RTOSs vs. general-purpose operating systems
Many non-real-time operating systems also provide similar kernel services. The key difference between general-computing operating systems and real-time operating systems is the need for "deterministic " timing behavior in the real-time operating systems. Formally, "deterministic" timing means that operating system services consume only known and expected amounts of time. In theory, these service times could be expressed as mathematical formulas. These formulas must be strictly algebraic and not include any random timing components. Random elements in service times could cause random delays in application software and could then make the application randomly miss real-time deadlines? A scenario clearly unacceptable for a real-time embedded system.
General-computing non-real-time operating systems are often quite non-deterministic. Their services can inject random delays into application software and thus cause slow responsiveness of an application at unexpected times. If you ask the developer of a non-real-time operating system for the algebraic formula describing the timing behavior of one of its services (such as sending a message from task to task), you will invariably not get an algebraic formula. Instead the developer of the non-real-time operating system (such as Windows, UNIX or Linux) will just give you a puzzled look. Deterministic timing behavior was simply not a design goal for these general-computing operating systems.
On the other hand, real-time operating systems often go a step beyond basic determinism. For most kernel services, these operating systems offer constant load-independent timing: In other words, the algebraic formula is as simple as: T(message send) = constant , irrespective of the length of the message to be sent, or other factors such as the numbers of tasks and queues and messages being managed by the RTOS.
RTOS KERNEL
RTOS Kernel provides an Abstraction layer that hides from application software the hardware details of the processor / set of processors upon which the application software shall run.
Task Management
Task Scheduling
Priority based Preemptive Task Scheduling
Task Switch
Inter-Task communication & Synchronization
Message passing in Common OS
Most General Purpose OS actually copy messages twice as they transfer them from task to task via a message queue.
Message passing in RTOS
Dynamic Memory Allocation in Common OS
Dynamic Memory Allocation in RTOS
Summary
Real-time and embedded systems are used in many applications such as airborne computers, medical instruments and communication systems. Embedded systems are characterized by limited processor memory, limited processing power, and unusual interfaces to the outside world. Real-time requirements impose stringent time deadlines for delivering the results of embedded processing.
RTOS kernels hide from application software the low-level details of system hardware, and at the same time provide several categories of services to application software. These include: task management with priority-based preemptive scheduling, reliable inter task communication and synchronization, non-fragmenting dynamic memory allocation, and basic timer services.

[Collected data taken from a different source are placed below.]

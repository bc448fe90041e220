use crate::types::{Key, KeyLayout};
use log::{debug, info};
use std::f64::consts::PI;
use std::sync::Arc;

/// Peak level of the generated sine, as a fraction of full scale.
const AMPLITUDE: f64 = 0.5;
/// Full-scale value for 16-bit PCM.
const MAX_AMPLITUDE: f64 = i16::MAX as f64;

/// One precomputed note: mono 16-bit PCM.
#[derive(Debug, Clone, PartialEq)]
pub struct AudioBuffer {
    pub key: Key,
    pub frequency_hz: f64,
    pub sample_rate: u32,
    pub samples: Vec<i16>,
}

impl AudioBuffer {
    pub fn duration_secs(&self) -> f64 {
        self.samples.len() as f64 / self.sample_rate as f64
    }
}

/// Quantized sine wave of `duration_secs` at `frequency_hz`.
pub fn synthesize(key: Key, frequency_hz: f64, duration_secs: f64, sample_rate: u32) -> AudioBuffer {
    let n = (duration_secs * sample_rate as f64).floor().max(0.0) as usize;
    let samples = (0..n)
        .map(|i| {
            let s = AMPLITUDE * (2.0 * PI * frequency_hz * i as f64 / sample_rate as f64).sin();
            (s.clamp(-1.0, 1.0) * MAX_AMPLITUDE).round() as i16
        })
        .collect();
    AudioBuffer {
        key,
        frequency_hz,
        sample_rate,
        samples,
    }
}

/// All note buffers, built once at startup and read-only afterwards.
#[derive(Debug, Clone)]
pub struct NoteBank {
    buffers: [Arc<AudioBuffer>; 5],
}

impl NoteBank {
    pub fn new(layout: &KeyLayout, duration_secs: f64, sample_rate: u32) -> Self {
        let buffers = Key::ALL.map(|key| {
            let hz = layout.binding(key).frequency_hz;
            debug!("Synthesizing {} at {:.2} Hz", key, hz);
            Arc::new(synthesize(key, hz, duration_secs, sample_rate))
        });
        info!(
            "Note bank ready: {} notes, {:.2}s @ {} Hz",
            buffers.len(),
            duration_secs,
            sample_rate
        );
        Self { buffers }
    }

    pub fn get(&self, key: Key) -> &Arc<AudioBuffer> {
        &self.buffers[key.index()]
    }
}

/// Fire-and-forget note playback. Implementations must accept overlapping
/// calls; a trigger never waits for or cuts off earlier notes.
pub trait NoteTrigger: Send {
    fn trigger(&self, buffer: &Arc<AudioBuffer>);
}

/// Discards every note. Used when sound is muted or unavailable.
#[derive(Debug, Default, Clone, Copy)]
pub struct SilentTrigger;

impl NoteTrigger for SilentTrigger {
    fn trigger(&self, buffer: &Arc<AudioBuffer>) {
        debug!("(muted) {}", buffer.key);
    }
}
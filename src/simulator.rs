use crate::camera::{Camera, CameraOpener};
use crate::detector::{DetectorConfig, HandDetector, NoHand};
use crate::error::CameraError;
use crate::types::*;
use log::{debug, info};
use std::thread;
use std::time::{Duration, Instant};

/// Frame period of the synthetic camera (~30 fps).
const FRAME_PERIOD: Duration = Duration::from_micros(33_333);

/// Webcam stand-in: paces reads at ~30 fps and returns a slowly shifting
/// BGR gradient, so the whole pipeline (including colour conversion and
/// mirroring) runs without hardware.
pub struct SyntheticCamera {
    width: u32,
    height: u32,
    frame_no: u64,
    next_frame_at: Instant,
    /// Fail every n-th read to exercise the transient path.
    dropout_every: Option<u64>,
    released: bool,
}

impl SyntheticCamera {
    pub fn new() -> Self {
        Self {
            width: CAPTURE_WIDTH,
            height: CAPTURE_HEIGHT,
            frame_no: 0,
            next_frame_at: Instant::now(),
            dropout_every: None,
            released: false,
        }
    }

    pub fn with_dropouts(mut self, every: u64) -> Self {
        self.dropout_every = (every > 0).then_some(every);
        self
    }

    /// `CameraOpener` that always succeeds.
    pub fn opener() -> CameraOpener {
        Box::new(|index| {
            info!("Synthetic camera standing in for device {}", index);
            Ok(Box::new(SyntheticCamera::new().with_dropouts(240)) as Box<dyn Camera>)
        })
    }

    fn render(&self) -> VideoFrame {
        let (w, h) = (self.width as usize, self.height as usize);
        let shift = (self.frame_no % 256) as usize;
        let mut data = Vec::with_capacity(w * h * 3);
        for y in 0..h {
            for x in 0..w {
                let b = ((x * 255 / w.max(1)) + shift) % 256;
                let g = 40 + (y * 60 / h.max(1));
                data.extend_from_slice(&[b as u8, g as u8, 30]);
            }
        }
        VideoFrame::new(self.width, self.height, PixelFormat::Bgr, data)
    }
}

impl Default for SyntheticCamera {
    fn default() -> Self {
        Self::new()
    }
}

impl Camera for SyntheticCamera {
    fn name(&self) -> String {
        format!("synthetic {}x{}", self.width, self.height)
    }

    fn configure(&mut self, width: u32, height: u32) -> Result<(), CameraError> {
        if width == 0 || height == 0 {
            return Err(CameraError::Configure {
                width,
                height,
                reason: "zero-sized frame".into(),
            });
        }
        self.width = width;
        self.height = height;
        Ok(())
    }

    fn read_frame(&mut self) -> Result<VideoFrame, CameraError> {
        if self.released {
            return Err(CameraError::Read("camera released".into()));
        }
        let now = Instant::now();
        if self.next_frame_at > now {
            thread::sleep(self.next_frame_at - now);
        }
        self.next_frame_at = Instant::now() + FRAME_PERIOD;
        self.frame_no += 1;

        if let Some(n) = self.dropout_every {
            if self.frame_no % n == 0 {
                return Err(CameraError::Read("simulated dropout".into()));
            }
        }
        Ok(self.render())
    }

    fn release(&mut self) {
        if !self.released {
            self.released = true;
            info!("Synthetic camera released after {} frames", self.frame_no);
        }
    }
}

// ─── Scripted hand ──────────────────────────────────────────────────────────

/// One step of a scripted performance.
#[derive(Debug, Clone)]
pub enum Gesture {
    /// No hand in view.
    Away { ms: u32 },
    /// Open hand, every fingertip above the wrist.
    Rest { ms: u32 },
    /// Hold these fingers down.
    Press { keys: Vec<Key>, ms: u32 },
}

impl Gesture {
    fn ms(&self) -> u32 {
        match self {
            Gesture::Away { ms } | Gesture::Rest { ms } | Gesture::Press { ms, .. } => *ms,
        }
    }

    /// `None` = no hand.
    fn pose(&self) -> Option<KeySet> {
        match self {
            Gesture::Away { .. } => None,
            Gesture::Rest { .. } => Some(KeySet::EMPTY),
            Gesture::Press { keys, .. } => Some(keys.iter().copied().collect()),
        }
    }
}

/// Scale up, chords, a run back down, and a moment with the hand out of view.
pub fn demo_sequence() -> Vec<Gesture> {
    use Key::*;
    let mut seq = vec![Gesture::Away { ms: 800 }, Gesture::Rest { ms: 600 }];
    for k in Key::ALL {
        seq.push(Gesture::Press { keys: vec![k], ms: 300 });
        seq.push(Gesture::Rest { ms: 150 });
    }
    seq.extend([
        Gesture::Press { keys: vec![C, E, G], ms: 600 },
        Gesture::Rest { ms: 300 },
        Gesture::Press { keys: vec![D, F], ms: 400 },
        // add a finger while holding the others
        Gesture::Press { keys: vec![D, F, G], ms: 400 },
        Gesture::Rest { ms: 300 },
    ]);
    for k in Key::ALL.into_iter().rev() {
        seq.push(Gesture::Press { keys: vec![k], ms: 200 });
    }
    seq.push(Gesture::Away { ms: 600 });
    seq
}

/// Hand detector that plays back a gesture script against the wall clock,
/// looping forever.
pub struct ScriptedHand {
    script: Vec<Gesture>,
    clock: SessionClock,
    total_ms: u64,
}

impl ScriptedHand {
    pub fn new(script: Vec<Gesture>, clock: SessionClock) -> Self {
        let total_ms = script.iter().map(|g| g.ms() as u64).sum();
        info!(
            "Scripted hand: {} gestures, {:.1}s loop",
            script.len(),
            total_ms as f64 / 1000.0
        );
        Self {
            script,
            clock,
            total_ms,
        }
    }

    /// Pose at `t_ms` into the (looping) script.
    pub fn pose_at(&self, t_ms: u64) -> Option<KeySet> {
        if self.total_ms == 0 {
            return None;
        }
        let mut t = t_ms % self.total_ms;
        for g in &self.script {
            let ms = g.ms() as u64;
            if t < ms {
                return g.pose();
            }
            t -= ms;
        }
        None
    }
}

impl HandDetector for ScriptedHand {
    fn configure(&mut self, config: &DetectorConfig) {
        debug!("Scripted hand ignores detector thresholds {:?}", config);
    }

    fn detect(&mut self, _rgb: &VideoFrame) -> Option<LandmarkSet> {
        let t_ms = self.clock.now_us() / 1000;
        let pressed = self.pose_at(t_ms)?;
        // small sway so the overlay looks alive
        let sway = ((t_ms as f32 / 1000.0) * 1.3).sin() * 0.02;
        Some(hand_pose(pressed, sway))
    }
}

/// The hand source paired with each camera: the scripted performance for the
/// synthetic camera, nothing for a real one until a landmark model is linked.
pub fn hand_source(simulate: bool, clock: SessionClock) -> Box<dyn HandDetector> {
    if simulate {
        Box::new(ScriptedHand::new(demo_sequence(), clock))
    } else {
        Box::new(NoHand)
    }
}

/// A 21-point hand with the wrist at the bottom centre. Fingers in `pressed`
/// curl so their tips end up below the wrist.
pub fn hand_pose(pressed: KeySet, sway: f32) -> LandmarkSet {
    const WRIST_Y: f32 = 0.75;
    let mut points = vec![Landmark::default(); HAND_LANDMARKS];
    points[WRIST] = Landmark::new(0.5 + sway, WRIST_Y);

    for key in Key::ALL {
        let finger = key.index();
        let base_x = 0.38 + finger as f32 * 0.06 + sway;
        let down = pressed.contains(key);
        for joint in 1..=4usize {
            let idx = 1 + finger * 4 + (joint - 1);
            let y = if down {
                // knuckle up, then fold back past the wrist
                [0.62, 0.66, 0.76, 0.85][joint - 1]
            } else {
                0.62 - joint as f32 * 0.07
            };
            points[idx] = Landmark::new(base_x + (joint as f32 - 1.0) * 0.004, y);
        }
    }
    LandmarkSet::new(points)
}
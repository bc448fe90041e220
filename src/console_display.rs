use crate::lifecycle::RunFlag;
use crate::presentation::{CaptureStatus, Presentation, Snapshot};
use crate::types::*;
use std::io::{self, Write};
use std::sync::Arc;
use std::thread;
use std::time::{Duration, Instant};

/// Headless stand-in for the window: redraws the key panel and fps on one
/// terminal line at a fixed rate until the run flag clears.
pub struct ConsoleDisplay {
    presentation: Arc<Presentation>,
    run: RunFlag,
    interval: Duration,
}

impl ConsoleDisplay {
    pub fn new(presentation: Arc<Presentation>, run: RunFlag, update_hz: u32) -> Self {
        let interval = if update_hz == 0 {
            Duration::from_millis(REFRESH_INTERVAL_MS)
        } else {
            Duration::from_micros(1_000_000 / update_hz as u64)
        };
        Self {
            presentation,
            run,
            interval,
        }
    }

    /// Tick until stopped. Blocks the calling thread.
    pub fn run(&self) {
        let mut stdout = io::stdout();
        let mut next = Instant::now();
        let mut last_status = None;

        while self.run.is_running() {
            let snap = self.presentation.snapshot();

            // Status changes get their own line so they stay in scrollback.
            if last_status.as_ref() != Some(&snap.status) {
                println!();
                println!("  {}", status_line(&snap.status));
                last_status = Some(snap.status.clone());
            }

            print!("\r{}", render_panel(&snap));
            let _ = stdout.flush();

            next += self.interval;
            let now = Instant::now();
            if next > now {
                thread::sleep(next - now);
            } else {
                next = now;
            }
        }
        println!();
    }
}

fn status_line(status: &CaptureStatus) -> String {
    match status {
        CaptureStatus::Initializing => "Initializing camera…".to_string(),
        CaptureStatus::Running { camera } => format!("Capturing from {}", camera),
        CaptureStatus::CameraNotFound(reason) => format!("❌ Camera not found ({})", reason),
        CaptureStatus::Stopped => "Capture stopped".to_string(),
    }
}

/// `║ C ║ D ║█E█║ F ║ G ║  FPS: 29.8`
pub fn render_panel(snap: &Snapshot) -> String {
    let mut line = String::from("║");
    for key in Key::ALL {
        if snap.keys.contains(key) {
            line.push_str(&format!("█{}█║", key));
        } else {
            line.push_str(&format!(" {} ║", key));
        }
    }
    line.push_str(&format!("  FPS: {:.1}   ", snap.fps));
    line
}
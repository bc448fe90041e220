//! Camera seam.
//!
//! The perception loop owns the camera for its whole life: it calls the
//! `CameraOpener` on its own thread, reads frames, and releases the handle
//! before exiting. Handles therefore don't need to be `Send`.

use crate::error::CameraError;
use crate::types::VideoFrame;

/// An opened capture device.
pub trait Camera {
    fn name(&self) -> String;

    /// Request a capture size. Devices may ignore or round the request.
    fn configure(&mut self, width: u32, height: u32) -> Result<(), CameraError>;

    /// Blocking read of the next frame. `Err` is transient: the caller skips
    /// the iteration and tries again.
    fn read_frame(&mut self) -> Result<VideoFrame, CameraError>;

    fn release(&mut self);
}

/// Opens the device at the given index. Runs on the perception thread.
pub type CameraOpener = Box<dyn FnOnce(u32) -> Result<Box<dyn Camera>, CameraError> + Send>;

#[cfg(feature = "camera")]
pub use device::DeviceCamera;

#[cfg(feature = "camera")]
mod device {
    use super::Camera;
    use crate::error::CameraError;
    use crate::types::{PixelFormat, VideoFrame};
    use log::{info, warn};
    use nokhwa::pixel_format::RgbFormat;
    use nokhwa::utils::{CameraIndex, RequestedFormat, RequestedFormatType, Resolution};

    /// Webcam via nokhwa's native backend.
    pub struct DeviceCamera {
        inner: nokhwa::Camera,
        index: u32,
        streaming: bool,
    }

    impl DeviceCamera {
        pub fn open(index: u32) -> Result<Self, CameraError> {
            let requested =
                RequestedFormat::new::<RgbFormat>(RequestedFormatType::AbsoluteHighestFrameRate);
            let mut inner = nokhwa::Camera::new(CameraIndex::Index(index), requested).map_err(|e| {
                CameraError::NotFound {
                    index,
                    reason: e.to_string(),
                }
            })?;
            inner.open_stream().map_err(|e| CameraError::NotFound {
                index,
                reason: e.to_string(),
            })?;
            info!("Camera {} opened: {}", index, inner.info().human_name());
            Ok(Self {
                inner,
                index,
                streaming: true,
            })
        }

        /// `CameraOpener` for the physical device.
        pub fn opener() -> super::CameraOpener {
            Box::new(|index| Ok(Box::new(DeviceCamera::open(index)?) as Box<dyn Camera>))
        }
    }

    impl Camera for DeviceCamera {
        fn name(&self) -> String {
            format!("{} (#{})", self.inner.info().human_name(), self.index)
        }

        fn configure(&mut self, width: u32, height: u32) -> Result<(), CameraError> {
            self.inner
                .set_resolution(Resolution::new(width, height))
                .map_err(|e| CameraError::Configure {
                    width,
                    height,
                    reason: e.to_string(),
                })?;
            let actual = self.inner.resolution();
            if actual.width() != width || actual.height() != height {
                warn!(
                    "Camera delivers {}x{} instead of {}x{}",
                    actual.width(),
                    actual.height(),
                    width,
                    height
                );
            }
            Ok(())
        }

        fn read_frame(&mut self) -> Result<VideoFrame, CameraError> {
            let buffer = self.inner.frame().map_err(|e| CameraError::Read(e.to_string()))?;
            let image = buffer
                .decode_image::<RgbFormat>()
                .map_err(|e| CameraError::Read(e.to_string()))?;
            let (w, h) = (image.width(), image.height());
            Ok(VideoFrame::new(w, h, PixelFormat::Rgb, image.into_raw()))
        }

        fn release(&mut self) {
            if !self.streaming {
                return;
            }
            self.streaming = false;
            match self.inner.stop_stream() {
                Ok(()) => info!("Camera {} released", self.index),
                Err(e) => warn!("Camera {} release failed: {}", self.index, e),
            }
        }
    }
}
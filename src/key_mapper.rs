use crate::types::{KeyLayout, KeySet, LandmarkSet};

/// Derive the pressed keys from one frame's hand landmarks.
///
/// A key is pressed when its fingertip sits strictly below the wrist in
/// image space (`tip.y > wrist.y`). Keys are evaluated independently. No
/// hand, no wrist point, or a missing fingertip all read as "not pressed".
pub fn map_keys(layout: &KeyLayout, landmarks: Option<&LandmarkSet>) -> KeySet {
    let mut pressed = KeySet::EMPTY;
    let Some(lm) = landmarks else {
        return pressed;
    };
    let Some(wrist) = lm.wrist() else {
        return pressed;
    };

    for (key, binding) in layout.iter() {
        if let Some(tip) = lm.get(binding.fingertip) {
            if tip.y > wrist.y {
                pressed.insert(key);
            }
        }
    }
    pressed
}

#[cfg(test)]
mod tests {
    use super::*;
    use crate::types::{Key, Landmark, FINGER_TIPS, HAND_LANDMARKS};

    /// Hand with the wrist at y=0.5 and every point above it.
    fn open_hand() -> LandmarkSet {
        let mut points = vec![Landmark::new(0.5, 0.3); HAND_LANDMARKS];
        points[0] = Landmark::new(0.5, 0.5);
        LandmarkSet::new(points)
    }

    fn with_tips_at(ys: [f32; 5]) -> LandmarkSet {
        let mut hand = open_hand();
        for (i, &tip) in FINGER_TIPS.iter().enumerate() {
            hand.points[tip].y = ys[i];
        }
        hand
    }

    #[test]
    fn test_no_hand_is_empty() {
        assert!(map_keys(&KeyLayout::default(), None).is_empty());
    }

    #[test]
    fn test_open_hand_presses_nothing() {
        let hand = open_hand();
        assert!(map_keys(&KeyLayout::default(), Some(&hand)).is_empty());
    }

    #[test]
    fn test_tip_below_wrist_is_pressed() {
        let hand = with_tips_at([0.3, 0.7, 0.3, 0.9, 0.3]);
        let keys: Vec<Key> = map_keys(&KeyLayout::default(), Some(&hand)).iter().collect();
        assert_eq!(keys, vec![Key::D, Key::F]);
    }

    #[test]
    fn test_equal_height_is_not_pressed() {
        let hand = with_tips_at([0.5, 0.5, 0.5, 0.5, 0.5]);
        assert!(map_keys(&KeyLayout::default(), Some(&hand)).is_empty());

        let hand = with_tips_at([0.5, 0.5001, 0.5, 0.5, 0.5]);
        let keys: Vec<Key> = map_keys(&KeyLayout::default(), Some(&hand)).iter().collect();
        assert_eq!(keys, vec![Key::D]);
    }

    #[test]
    fn test_all_pressed_in_key_order() {
        let hand = with_tips_at([0.9, 0.8, 0.7, 0.6, 0.55]);
        let keys: Vec<Key> = map_keys(&KeyLayout::default(), Some(&hand)).iter().collect();
        assert_eq!(keys, Key::ALL.to_vec());
    }

    #[test]
    fn test_deterministic() {
        let hand = with_tips_at([0.9, 0.1, 0.7, 0.2, 0.8]);
        let layout = KeyLayout::default();
        let first = map_keys(&layout, Some(&hand));
        for _ in 0..10 {
            assert_eq!(map_keys(&layout, Some(&hand)), first);
        }
    }

    #[test]
    fn test_keys_are_independent() {
        // Moving one fingertip only ever changes its own key.
        let layout = KeyLayout::default();
        let base = with_tips_at([0.9, 0.1, 0.9, 0.1, 0.9]);
        let before = map_keys(&layout, Some(&base));
        let mut moved = base.clone();
        moved.points[FINGER_TIPS[1]].y = 0.9;
        let after = map_keys(&layout, Some(&moved));
        assert_eq!(after.difference(before).iter().collect::<Vec<_>>(), vec![Key::D]);
        assert!(before.difference(after).is_empty());
    }

    #[test]
    fn test_partial_landmark_set() {
        // Only wrist + thumb tip present.
        let mut points = vec![Landmark::new(0.5, 0.5); 5];
        points[4] = Landmark::new(0.5, 0.8);
        let hand = LandmarkSet::new(points);
        let keys: Vec<Key> = map_keys(&KeyLayout::default(), Some(&hand)).iter().collect();
        assert_eq!(keys, vec![Key::C]);

        assert!(map_keys(&KeyLayout::default(), Some(&LandmarkSet::default())).is_empty());
    }

    #[test]
    fn test_nan_is_never_pressed() {
        let hand = with_tips_at([f32::NAN, 0.9, 0.3, 0.3, 0.3]);
        let keys: Vec<Key> = map_keys(&KeyLayout::default(), Some(&hand)).iter().collect();
        assert_eq!(keys, vec![Key::D]);
    }
}
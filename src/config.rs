//! Instrument configuration: key table, note synthesis, capture and UI
//! timing. Every field has a default, so an empty JSON object is a valid file
//! and running without `--config` gives the stock five-key instrument.

use crate::detector::DetectorConfig;
use crate::error::ConfigError;
use crate::types::*;
use log::info;
use serde::{Deserialize, Serialize};
use std::path::Path;
use std::time::Duration;

#[derive(Debug, Clone, PartialEq, Serialize, Deserialize)]
#[serde(default)]
pub struct InstrumentConfig {
    /// Bindings for C, D, E, F, G in that order.
    pub keys: [KeyBinding; 5],
    pub note_duration_secs: f64,
    pub sample_rate: u32,
    pub capture_width: u32,
    pub capture_height: u32,
    pub refresh_interval_ms: u64,
    pub close_grace_ms: u64,
    pub draw_overlay: bool,
    pub detector: DetectorConfig,
}

impl Default for InstrumentConfig {
    fn default() -> Self {
        let layout = KeyLayout::default();
        Self {
            keys: Key::ALL.map(|k| layout.binding(k)),
            note_duration_secs: NOTE_DURATION_SECS,
            sample_rate: SAMPLE_RATE,
            capture_width: CAPTURE_WIDTH,
            capture_height: CAPTURE_HEIGHT,
            refresh_interval_ms: REFRESH_INTERVAL_MS,
            close_grace_ms: CLOSE_GRACE_MS,
            draw_overlay: true,
            detector: DetectorConfig::default(),
        }
    }
}

impl InstrumentConfig {
    /// Load and validate a JSON file.
    pub fn load(path: &Path) -> Result<Self, ConfigError> {
        let data = std::fs::read_to_string(path)?;
        let cfg: Self = serde_json::from_str(&data)?;
        cfg.validate()?;
        info!("Loaded instrument config from {:?}", path);
        Ok(cfg)
    }

    pub fn validate(&self) -> Result<(), ConfigError> {
        for (key, b) in Key::ALL.iter().zip(self.keys.iter()) {
            if !(b.frequency_hz.is_finite() && b.frequency_hz > 0.0) {
                return Err(ConfigError::Invalid(format!(
                    "key {} frequency must be positive, got {}",
                    key, b.frequency_hz
                )));
            }
            if b.fingertip == WRIST || b.fingertip >= HAND_LANDMARKS {
                return Err(ConfigError::Invalid(format!(
                    "key {} fingertip must be in 1..{}, got {}",
                    key, HAND_LANDMARKS, b.fingertip
                )));
            }
        }
        if !(self.note_duration_secs.is_finite() && self.note_duration_secs > 0.0) {
            return Err(ConfigError::Invalid("note_duration_secs must be positive".into()));
        }
        if self.sample_rate == 0 {
            return Err(ConfigError::Invalid("sample_rate must be non-zero".into()));
        }
        if self.capture_width == 0 || self.capture_height == 0 {
            return Err(ConfigError::Invalid("capture size must be non-zero".into()));
        }
        if self.refresh_interval_ms == 0 {
            return Err(ConfigError::Invalid("refresh_interval_ms must be non-zero".into()));
        }
        let d = &self.detector;
        if d.max_num_hands != 1 {
            return Err(ConfigError::Invalid("only one tracked hand is supported".into()));
        }
        for (name, v) in [
            ("min_detection_confidence", d.min_detection_confidence),
            ("min_tracking_confidence", d.min_tracking_confidence),
        ] {
            if !(0.0..=1.0).contains(&v) {
                return Err(ConfigError::Invalid(format!("{} must be in 0..=1, got {}", name, v)));
            }
        }
        Ok(())
    }

    pub fn layout(&self) -> KeyLayout {
        KeyLayout::new(self.keys)
    }

    pub fn refresh_interval(&self) -> Duration {
        Duration::from_millis(self.refresh_interval_ms)
    }

    pub fn close_grace(&self) -> Duration {
        Duration::from_millis(self.close_grace_ms)
    }
}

The issue of timing determinism is important in differentiating general-computing operating systems from real-time operating systems. This issue crops up in many parts of operating system kernels, such as task schedulers, dynamic memory allocation and inter task message communication. While general-computing operating systems often offer non-deterministic services in these areas, fully deterministic solutions are needed for real-time and embedded systems. A number of real-time operating systems implement these solutions in their compact high-performance kernels.